Good context is curated, current, and connected to the task.
It tells the AI what it needs to know to do one kind of work well.
The best place to start is not "our whole business."
The best place to start is one repeated workflow.
Start with one workflow
Pick a workflow where the team already repeats the same explanation over and over.
Examples:
- Drafting customer responses
- Summarizing sales calls
- Reviewing product feedback
- Preparing weekly status updates
- Creating first drafts of policy explanations
- Turning research notes into executive summaries
- Reviewing pull requests or release notes
The workflow should be specific enough that people can agree on what good output looks like.
"Help with strategy" is too broad.
"Turn these meeting notes into a decision memo for the operating team" is better.
Define the job
Before collecting documents, define the job.
Ask:
- What should the AI produce?
- Who is the output for?
- What decision or action should it support?
- What does good look like?
- What should the AI never do?
- Where does human judgment enter?
This step matters because context depends on the job.
The context needed for a board memo is different from the context needed for a customer support draft, even if both involve the same business.
Gather source material
Once the job is clear, gather only the sources that help.
Useful context can include:
- Approved policies
- Product facts
- Customer promises
- Tone examples
- Prior good outputs
- Definitions
- Decision rules
- Escalation paths
- Known exceptions
- Things the AI should avoid
Do not confuse raw intake with memory.
A folder full of documents is not a context system.

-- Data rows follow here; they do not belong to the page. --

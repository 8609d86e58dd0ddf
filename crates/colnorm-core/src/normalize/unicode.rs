//! Unicode repair, transliteration and accent stripping

use encoding_rs::WINDOWS_1252;
use once_cell::sync::Lazy;
use regex::{Captures, Regex};
use std::borrow::Cow;
use unicode_normalization::char::is_combining_mark;
use unicode_normalization::UnicodeNormalization;

static HTML_ENTITY: Lazy<Regex> =
    Lazy::new(|| Regex::new(r"&(#[0-9]{1,7}|#[xX][0-9a-fA-F]{1,6}|[a-zA-Z][a-zA-Z0-9]{1,7});").unwrap());

const MAX_MOJIBAKE_ROUNDS: usize = 3;

/// Decode HTML character references, undo UTF-8 that was decoded as
/// Windows-1252, then compose to NFC
pub fn fix_bad_unicode(text: &str) -> String {
    let mut fixed = unescape_html(text).into_owned();
    for _ in 0..MAX_MOJIBAKE_ROUNDS {
        match repair_mojibake(&fixed) {
            Some(repaired) => fixed = repaired,
            None => break,
        }
    }
    fixed.nfc().collect()
}

fn unescape_html(text: &str) -> Cow<'_, str> {
    HTML_ENTITY.replace_all(text, |caps: &Captures| {
        let name = &caps[1];
        let decoded = if let Some(hex) = name.strip_prefix("#x").or_else(|| name.strip_prefix("#X")) {
            u32::from_str_radix(hex, 16).ok().and_then(numeric_reference)
        } else if let Some(dec) = name.strip_prefix('#') {
            dec.parse::<u32>().ok().and_then(numeric_reference)
        } else {
            named_entity(name)
        };
        match decoded {
            Some(c) => c.to_string(),
            None => caps[0].to_string(),
        }
    })
}

// C0 controls other than tab, LF and CR are not valid characters in HTML
fn numeric_reference(code: u32) -> Option<char> {
    char::from_u32(code).filter(|c| *c >= ' ' || matches!(*c, '\t' | '\n' | '\r'))
}

fn named_entity(name: &str) -> Option<char> {
    let c = match name {
        "amp" => '&',
        "lt" => '<',
        "gt" => '>',
        "quot" => '"',
        "apos" => '\'',
        "nbsp" => '\u{a0}',
        "copy" => '©',
        "reg" => '®',
        "trade" => '™',
        "hellip" => '…',
        "ndash" => '–',
        "mdash" => '—',
        "lsquo" => '‘',
        "rsquo" => '’',
        "ldquo" => '“',
        "rdquo" => '”',
        "laquo" => '«',
        "raquo" => '»',
        "euro" => '€',
        "pound" => '£',
        "yen" => '¥',
        "cent" => '¢',
        "deg" => '°',
        "eacute" => 'é',
        "egrave" => 'è',
        "aacute" => 'á',
        "agrave" => 'à',
        "ccedil" => 'ç',
        "ntilde" => 'ñ',
        "ouml" => 'ö',
        "uuml" => 'ü',
        "auml" => 'ä',
        "szlig" => 'ß',
        _ => return None,
    };
    Some(c)
}

/// One round of mojibake repair; `None` when nothing changes
fn repair_mojibake(text: &str) -> Option<String> {
    if text.is_ascii() {
        return None;
    }
    let (bytes, _, unmappable) = WINDOWS_1252.encode(text);
    if unmappable {
        return None;
    }
    match std::str::from_utf8(&bytes) {
        Ok(repaired) if repaired != text => Some(repaired.to_string()),
        _ => None,
    }
}

/// Decompose and drop combining marks
pub fn remove_accents(text: &str) -> String {
    text.nfkd().filter(|c| !is_combining_mark(*c)).collect()
}

/// Replace every character with its closest ASCII spelling, dropping the
/// ones that have none
pub fn transliterate(text: &str) -> String {
    let mut out = String::with_capacity(text.len());
    for c in text.nfkd() {
        if c.is_ascii() {
            out.push(c);
        } else if is_combining_mark(c) {
            continue;
        } else if let Some(ascii) = ascii_fallback(c) {
            out.push_str(ascii);
        }
    }
    out
}

fn ascii_fallback(c: char) -> Option<&'static str> {
    let ascii = match c {
        'ß' => "ss",
        'æ' => "ae",
        'Æ' => "AE",
        'œ' => "oe",
        'Œ' => "OE",
        'ø' => "o",
        'Ø' => "O",
        'ł' => "l",
        'Ł' => "L",
        'đ' => "d",
        'Đ' => "D",
        'ð' => "d",
        'Ð' => "D",
        'þ' => "th",
        'Þ' => "Th",
        'ı' => "i",
        '‘' | '’' | '‚' | '′' => "'",
        '“' | '”' | '„' | '″' => "\"",
        '«' => "<<",
        '»' => ">>",
        '‹' => "<",
        '›' => ">",
        '–' | '—' | '‐' | '‑' | '−' => "-",
        '…' => "...",
        '•' | '·' => "*",
        '€' => "EUR",
        '£' => "PS",
        '¥' => "Y=",
        '©' => "(c)",
        '®' => "(r)",
        '°' => "deg",
        '×' => "x",
        '÷' => "/",
        '\u{a0}' => " ",
        _ => return None,
    };
    Some(ascii)
}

It is a pile.
Context becomes useful when the team decides which sources matter, how they should be used, and who keeps them current.
Write rules and examples
AI tools often perform better with examples.
If the team has three examples of good work, include them. If there are common bad outputs, name those too.
For example:
- Use a concise executive tone.
- Do not make policy promises.
- Flag missing information instead of guessing.

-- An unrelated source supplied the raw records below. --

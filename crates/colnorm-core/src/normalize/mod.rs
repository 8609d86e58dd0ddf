//! Text normalization
//!
//! The pipeline only talks to the [`Normalizer`] trait. [`TextPreprocessor`]
//! is the built-in implementation for English text and applies its steps in
//! a fixed order:
//!
//! 1. fix unicode (HTML entities, mojibake, NFC)
//! 2. transliterate to ASCII
//! 3. lowercase
//! 4. URLs, emails, phone numbers, numbers → placeholder tokens
//! 5. currency symbols → ISO 4217 codes
//! 6. expand contractions
//! 7. strip accents
//! 8. strip punctuation
//! 9. normalize whitespace (always)

mod replace;
mod unicode;

use crate::config::Toggles;
use once_cell::sync::Lazy;
use regex::Regex;
use thiserror::Error;

pub use replace::{
    remove_punct, replace_currency_symbols, replace_emails, replace_numbers,
    replace_phone_numbers, replace_urls, unpack_contractions,
};
pub use unicode::{fix_bad_unicode, remove_accents, transliterate};

/// Failure reported by a [`Normalizer`]
#[derive(Debug, Clone, PartialEq, Eq, Error)]
#[error("{message}")]
pub struct NormalizeError {
    message: String,
}

impl NormalizeError {
    pub fn new(message: impl Into<String>) -> Self {
        Self {
            message: message.into(),
        }
    }
}

/// A text-normalization capability applied to selected fields
pub trait Normalizer {
    /// Apply every enabled toggle to `text`
    fn preprocess(&self, text: &str, toggles: &Toggles) -> Result<String, NormalizeError>;

    /// Collapse whitespace runs and trim
    fn normalize_whitespace(&self, text: &str) -> String;
}

/// Built-in normalizer for English corpora
#[derive(Debug, Clone, Copy, Default)]
pub struct TextPreprocessor;

impl Normalizer for TextPreprocessor {
    fn preprocess(&self, text: &str, toggles: &Toggles) -> Result<String, NormalizeError> {
        let mut text = text.to_string();

        if toggles.fix_unicode {
            text = fix_bad_unicode(&text);
        }
        if toggles.transliterate {
            text = transliterate(&text);
        }
        if toggles.lowercase {
            text = text.to_lowercase();
        }
        if toggles.no_urls {
            text = replace_urls(&text);
        }
        if toggles.no_emails {
            text = replace_emails(&text);
        }
        if toggles.no_phone_numbers {
            text = replace_phone_numbers(&text);
        }
        if toggles.no_numbers {
            text = replace_numbers(&text);
        }
        if toggles.no_currency_symbols {
            text = replace_currency_symbols(&text);
        }
        if toggles.no_contractions {
            text = unpack_contractions(&text);
        }
        if toggles.no_accents {
            text = remove_accents(&text);
        }
        if toggles.no_punct {
            text = remove_punct(&text);
        }

        Ok(normalize_whitespace(&text))
    }

    fn normalize_whitespace(&self, text: &str) -> String {
        normalize_whitespace(text)
    }
}

static LINEBREAK: Lazy<Regex> = Lazy::new(|| Regex::new(r"(?:\r\n|[\n\x0b])+").unwrap());
// a whitespace run that starts with something other than a newline
static NON_BREAKING_SPACE: Lazy<Regex> = Lazy::new(|| Regex::new(r"[^\S\n]\s*").unwrap());

/// Collapse runs of line breaks to one `\n`, every other whitespace run to a
/// single space, and trim both ends
pub fn normalize_whitespace(text: &str) -> String {
    let text = LINEBREAK.replace_all(text, "\n");
    NON_BREAKING_SPACE
        .replace_all(&text, " ")
        .trim()
        .to_string()
}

- If the customer asks for something outside policy, escalate.
- Return the answer in this format: issue, recommendation, risk, next action.

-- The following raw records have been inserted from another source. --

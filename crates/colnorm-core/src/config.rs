//! Run configuration and the validating parsers that build it

use crate::error::{Error, Result};
use serde::{Serialize, Serializer};
use std::collections::HashSet;
use std::fmt;
use std::path::PathBuf;

/// Boolean preprocessing switches handed to the normalizer as one unit
#[derive(Debug, Clone, Copy, Default, PartialEq, Eq, Serialize)]
pub struct Toggles {
    /// Repair mojibake, HTML entities and non-canonical unicode
    pub fix_unicode: bool,
    /// Lowercase all text
    pub lowercase: bool,
    /// Map non-ASCII characters to their closest ASCII equivalents
    pub transliterate: bool,
    /// Replace URLs with `URL`
    pub no_urls: bool,
    /// Replace email addresses with `EMAIL`
    pub no_emails: bool,
    /// Replace phone numbers with `PHONE`
    pub no_phone_numbers: bool,
    /// Replace number-like tokens with `NUMBER`
    pub no_numbers: bool,
    /// Replace currency symbols with their 3-letter codes
    pub no_currency_symbols: bool,
    /// Remove punctuation
    pub no_punct: bool,
    /// Expand English contractions
    pub no_contractions: bool,
    /// Strip accents
    pub no_accents: bool,
}

impl Toggles {
    /// Name/value pairs in flag order
    pub fn entries(&self) -> [(&'static str, bool); 11] {
        [
            ("fix_unicode", self.fix_unicode),
            ("lowercase", self.lowercase),
            ("transliterate", self.transliterate),
            ("no_urls", self.no_urls),
            ("no_emails", self.no_emails),
            ("no_phone_numbers", self.no_phone_numbers),
            ("no_numbers", self.no_numbers),
            ("no_currency_symbols", self.no_currency_symbols),
            ("no_punct", self.no_punct),
            ("no_contractions", self.no_contractions),
            ("no_accents", self.no_accents),
        ]
    }
}

/// Set of 0-based column indices selected for normalization
#[derive(Debug, Clone, PartialEq, Eq)]
pub struct ColumnSet {
    /// Indices in the order they were given
    indices: Vec<usize>,
    lookup: HashSet<usize>,
}

impl ColumnSet {
    /// Build a set from indices; duplicates are kept for display but
    /// collapse for lookup
    pub fn new(indices: Vec<usize>) -> Self {
        let lookup = indices.iter().copied().collect();
        Self { indices, lookup }
    }

    /// Whether the field at `index` should be normalized
    pub fn contains(&self, index: usize) -> bool {
        self.lookup.contains(&index)
    }

    /// Indices in their original order
    pub fn indices(&self) -> &[usize] {
        &self.indices
    }
}

impl Serialize for ColumnSet {
    fn serialize<S: Serializer>(&self, serializer: S) -> std::result::Result<S::Ok, S::Error> {
        self.indices.serialize(serializer)
    }
}

/// Immutable configuration for a single run
#[derive(Debug, Clone, Serialize)]
pub struct Configuration {
    /// Input file, decoded as ISO-8859-1
    pub input: PathBuf,
    /// Output file, written as UTF-8
    pub output: PathBuf,
    /// Field delimiter byte
    #[serde(serialize_with = "serialize_delimiter")]
    pub delimiter: u8,
    /// First row is a header and passes through untouched
    pub has_header: bool,
    /// Columns to normalize
    pub columns: ColumnSet,
    /// Preprocessing switches
    pub toggles: Toggles,
    /// Run the whitespace pass after preprocessing
    pub normalize_whitespace: bool,
}

impl Configuration {
    /// Create a configuration with no header and all switches off
    pub fn new(
        input: impl Into<PathBuf>,
        output: impl Into<PathBuf>,
        delimiter: u8,
        columns: ColumnSet,
    ) -> Self {
        Self {
            input: input.into(),
            output: output.into(),
            delimiter,
            has_header: false,
            columns,
            toggles: Toggles::default(),
            normalize_whitespace: false,
        }
    }

    #[must_use]
    pub fn with_header(mut self, has_header: bool) -> Self {
        self.has_header = has_header;
        self
    }

    #[must_use]
    pub fn with_toggles(mut self, toggles: Toggles) -> Self {
        self.toggles = toggles;
        self
    }

    #[must_use]
    pub fn with_normalize_whitespace(mut self, enable: bool) -> Self {
        self.normalize_whitespace = enable;
        self
    }

    /// Every resolved value as `(name, value)` for the startup echo
    pub fn entries(&self) -> Vec<(&'static str, String)> {
        let mut entries = vec![
            ("input", self.input.display().to_string()),
            ("cols", format!("{:?}", self.columns.indices())),
            ("delimiter", display_delimiter(self.delimiter)),
            ("hasheader", self.has_header.to_string()),
            ("output", self.output.display().to_string()),
        ];
        entries.extend(
            self.toggles
                .entries()
                .into_iter()
                .map(|(name, value)| (name, value.to_string())),
        );
        entries.push(("normalize_whitespace", self.normalize_whitespace.to_string()));
        entries
    }
}

impl fmt::Display for Configuration {
    fn fmt(&self, f: &mut fmt::Formatter<'_>) -> fmt::Result {
        for (name, value) in self.entries() {
            writeln!(f, "{}={}", name, value)?;
        }
        Ok(())
    }
}

fn display_delimiter(delimiter: u8) -> String {
    char::from(delimiter).escape_default().to_string()
}

fn serialize_delimiter<S: Serializer>(delimiter: &u8, serializer: S) -> std::result::Result<S::Ok, S::Error> {
    serializer.serialize_char(char::from(*delimiter))
}

/// Parse a truth value: `y yes t true on 1` or `n no f false off 0`,
/// case-insensitive
pub fn parse_flag(value: &str) -> Result<bool> {
    match value.trim().to_ascii_lowercase().as_str() {
        "y" | "yes" | "t" | "true" | "on" | "1" => Ok(true),
        "n" | "no" | "f" | "false" | "off" | "0" => Ok(false),
        _ => Err(Error::InvalidFlag(value.to_string())),
    }
}

/// Parse a comma-separated list of non-negative column indices
pub fn parse_columns(list: &str) -> Result<ColumnSet> {
    let indices = list
        .split(',')
        .map(|token| {
            token.trim().parse::<usize>().map_err(|_| Error::InvalidColumn {
                token: token.to_string(),
                list: list.to_string(),
            })
        })
        .collect::<Result<Vec<_>>>()?;
    Ok(ColumnSet::new(indices))
}

/// Unescape backslash notation (`\t`, `\x09`, `\u0009`, ...) and require
/// exactly one ASCII character
pub fn unescape_delimiter(raw: &str) -> Result<u8> {
    let invalid = |reason: String| Error::InvalidDelimiter {
        value: raw.to_string(),
        reason,
    };

    let decoded = unescape(raw).map_err(invalid)?;
    let mut chars = decoded.chars();
    match (chars.next(), chars.next()) {
        (None, _) => Err(invalid("delimiter is empty".to_string())),
        (Some(c), None) if c.is_ascii() => Ok(c as u8),
        (Some(c), None) => Err(invalid(format!(
            "'{}' is not an ASCII character",
            c.escape_default()
        ))),
        (Some(_), Some(_)) => Err(invalid(format!(
            "expected a single character, got {}",
            decoded.chars().count()
        ))),
    }
}

fn unescape(raw: &str) -> std::result::Result<String, String> {
    let mut out = String::with_capacity(raw.len());
    let mut chars = raw.chars().peekable();

    while let Some(c) = chars.next() {
        if c != '\\' {
            out.push(c);
            continue;
        }

        let Some(escape) = chars.next() else {
            return Err("trailing backslash".to_string());
        };

        match escape {
            '\\' => out.push('\\'),
            '\'' => out.push('\''),
            '"' => out.push('"'),
            'a' => out.push('\x07'),
            'b' => out.push('\x08'),
            'f' => out.push('\x0c'),
            'n' => out.push('\n'),
            'r' => out.push('\r'),
            't' => out.push('\t'),
            'v' => out.push('\x0b'),
            '0'..='7' => {
                let mut value = escape.to_digit(8).unwrap_or_default();
                for _ in 0..2 {
                    match chars.peek().and_then(|d| d.to_digit(8)) {
                        Some(digit) => {
                            value = value * 8 + digit;
                            chars.next();
                        }
                        None => break,
                    }
                }
                out.push(code_point(value)?);
            }
            'x' => out.push(hex_escape(&mut chars, 2)?),
            'u' => out.push(hex_escape(&mut chars, 4)?),
            'U' => out.push(hex_escape(&mut chars, 8)?),
            // unknown escapes are kept verbatim
            other => {
                out.push('\\');
                out.push(other);
            }
        }
    }

    Ok(out)
}

fn hex_escape(
    chars: &mut std::iter::Peekable<std::str::Chars<'_>>,
    digits: usize,
) -> std::result::Result<char, String> {
    let hex: String = chars.by_ref().take(digits).collect();
    if hex.len() != digits || !hex.chars().all(|c| c.is_ascii_hexdigit()) {
        return Err(format!("truncated \\x, \\u or \\U escape '{}'", hex));
    }
    let value = u32::from_str_radix(&hex, 16).map_err(|e| e.to_string())?;
    code_point(value)
}

fn code_point(value: u32) -> std::result::Result<char, String> {
    char::from_u32(value).ok_or_else(|| format!("U+{:X} is not a valid code point", value))
}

These rules reduce ambiguity.
They also make the workflow easier to review because everyone knows the standard.
Decide what not to include
Context design is also subtraction.
Do not include stale policies. Do not include random chat history. Do not include documents just because they are available. Do not include sensitive data unless the workflow truly requires it and the tool is approved for that use.
Every extra piece of context has a cost.
It can increase token usage, slow the system down, confuse the model, and expand the privacy or security surface.
The question is:
Does this context improve the output enough to justify including it?
Create an update habit
Context decays.
Policies change. Products change. Customers change. Definitions change. Teams learn better examples. Old instructions become wrong.
A context setup needs an owner.
Someone should know where the source material lives, when it was last reviewed, who can update it, and how changes are tested.
This does not need to be heavy bureaucracy.
It does need to be explicit.
The leader's starting checklist
To start setting up context, ask the team to define:
- One repeated workflow
- The intended output
- The user or reader
- The required source material
- The output format
- The review step
- The examples of good work
- The list of excluded or sensitive information
- The owner for updates
That is enough to begin.
Do not start by building a giant AI knowledge system.
Start by making one workflow less vague.